Death Penalty, Hate Crime Charges Sought In Georgia Spa Shootings
Prosecutors plan to seek the death penalty and file hate crime charges against the man accused of shooting dead eight people, including six women of Asian origin, in attacks on three spas in the southern US state of Georgia.
Robert Aaron Long, 22, was indicted by a grand jury in Georgia's Fulton County on Tuesday for the murders of four women in a March 16 attack on two spas in the city of Atlanta.
Long, of Woodstock, Georgia, is facing separate charges related to an attack on a spa in Cherokee County the same day that left another four people dead.
The deaths of six women of Asian origin further stoked fears in an Asian-American population already alarmed by a surge in hate crimes during the coronavirus pandemic.

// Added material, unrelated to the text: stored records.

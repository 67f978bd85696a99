// SPDX-License-Identifier: MPL-2.0
//! Desktop input mapping
//!
//! Desktop platforms deliver raw touch points and wheel ticks rather than a
//! recognized pinch. This tracker turns them into the pinch/drag lifecycle
//! the calendar component understands:
//!
//! - one finger down drags, a second finger turns the drag into a pinch
//!   whose scale is the finger distance relative to its starting distance
//! - a lost finger cancels whatever was in progress
//! - Ctrl + wheel emulates a pinch that ends when Ctrl is released

use crate::config::WHEEL_PINCH_STEP;
use iced::Point;
use std::collections::BTreeMap;

/// Distances below this are treated as fingers on top of each other.
const MIN_PINCH_DISTANCE: f32 = 1.0;

/// Recognized gesture step.
#[derive(Debug, Clone, Copy, PartialEq)]
pub enum GestureInput {
    PinchStarted,
    PinchChanged(f32),
    PinchEnded,
    PinchCancelled,
    DragStarted(Point),
    DragMoved(Point),
    DragEnded,
    DragCancelled,
}

#[derive(Debug, Clone, Copy, PartialEq, Default)]
enum Active {
    #[default]
    None,
    TouchDrag,
    TouchPinch {
        start_distance: f32,
    },
    WheelPinch {
        scale: f32,
    },
}

/// Touch and wheel gesture recognizer.
#[derive(Debug, Clone, Default)]
pub struct GestureTracker {
    fingers: BTreeMap<u64, Point>,
    active: Active,
}

impl GestureTracker {
    #[must_use]
    pub fn new() -> Self {
        Self::default()
    }

    #[must_use]
    pub fn is_pinching(&self) -> bool {
        matches!(
            self.active,
            Active::TouchPinch { .. } | Active::WheelPinch { .. }
        )
    }

    fn finger_distance(&self) -> Option<f32> {
        let mut points = self.fingers.values();
        let a = points.next()?;
        let b = points.next()?;
        Some(a.distance(*b))
    }

    pub fn finger_pressed(&mut self, id: u64, position: Point) -> Option<GestureInput> {
        self.fingers.insert(id, position);
        match (self.fingers.len(), self.active) {
            (1, Active::None) => {
                self.active = Active::TouchDrag;
                Some(GestureInput::DragStarted(position))
            }
            (2, Active::None | Active::TouchDrag) => {
                let start_distance = self.finger_distance()?;
                if start_distance < MIN_PINCH_DISTANCE {
                    return None;
                }
                // The component drops the drag when a pinch starts.
                self.active = Active::TouchPinch { start_distance };
                Some(GestureInput::PinchStarted)
            }
            _ => None,
        }
    }

    pub fn finger_moved(&mut self, id: u64, position: Point) -> Option<GestureInput> {
        let finger = self.fingers.get_mut(&id)?;
        *finger = position;
        match self.active {
            Active::TouchDrag => Some(GestureInput::DragMoved(position)),
            Active::TouchPinch { start_distance } => self
                .finger_distance()
                .map(|distance| GestureInput::PinchChanged(distance / start_distance)),
            Active::None | Active::WheelPinch { .. } => None,
        }
    }

    pub fn finger_lifted(&mut self, id: u64) -> Option<GestureInput> {
        self.fingers.remove(&id)?;
        match self.active {
            Active::TouchDrag => {
                self.active = Active::None;
                Some(GestureInput::DragEnded)
            }
            Active::TouchPinch { .. } if self.fingers.len() < 2 => {
                self.active = Active::None;
                Some(GestureInput::PinchEnded)
            }
            _ => None,
        }
    }

    pub fn finger_lost(&mut self, id: u64) -> Option<GestureInput> {
        self.fingers.remove(&id)?;
        let cancelled = match self.active {
            Active::TouchDrag => Some(GestureInput::DragCancelled),
            Active::TouchPinch { .. } => Some(GestureInput::PinchCancelled),
            Active::None | Active::WheelPinch { .. } => return None,
        };
        self.active = Active::None;
        cancelled
    }

    /// Wheel ticks with Ctrl held. Returns the steps to apply, in order.
    pub fn wheel(&mut self, steps: f32, ctrl: bool) -> Vec<GestureInput> {
        if !ctrl || steps.abs() < f32::EPSILON || !steps.is_finite() {
            return Vec::new();
        }

        let factor = (1.0 + steps * WHEEL_PINCH_STEP).max(WHEEL_PINCH_STEP);
        match self.active {
            Active::None => {
                self.active = Active::WheelPinch { scale: factor };
                vec![GestureInput::PinchStarted, GestureInput::PinchChanged(factor)]
            }
            Active::WheelPinch { scale } => {
                let scale = scale * factor;
                self.active = Active::WheelPinch { scale };
                vec![GestureInput::PinchChanged(scale)]
            }
            Active::TouchDrag | Active::TouchPinch { .. } => Vec::new(),
        }
    }

    /// Ctrl state changed; releasing it ends a wheel pinch.
    pub fn modifiers_changed(&mut self, ctrl: bool) -> Option<GestureInput> {
        if !ctrl && matches!(self.active, Active::WheelPinch { .. }) {
            self.active = Active::None;
            return Some(GestureInput::PinchEnded);
        }
        None
    }
}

Fulton County District Attorney Fani Willis said she planned to seek the death penalty against Long, who is white.
Willis also said she would file hate crime charges against Long.
Long selected his victims because of their "actual or perceived race, national origin, sex, and gender," Willis said in a court filing.
Police said after Long's arrest that he had acknowledged carrying out the shootings but claimed they were "not racially motivated."
"(Long) apparently has an issue, what he considers a sex addiction," said Captain Jay Baker.
Long told police he had frequented massage parlors in the past and staged the attacks as a form of vengeance against "a temptation for him that he wanted to eliminate," Baker said.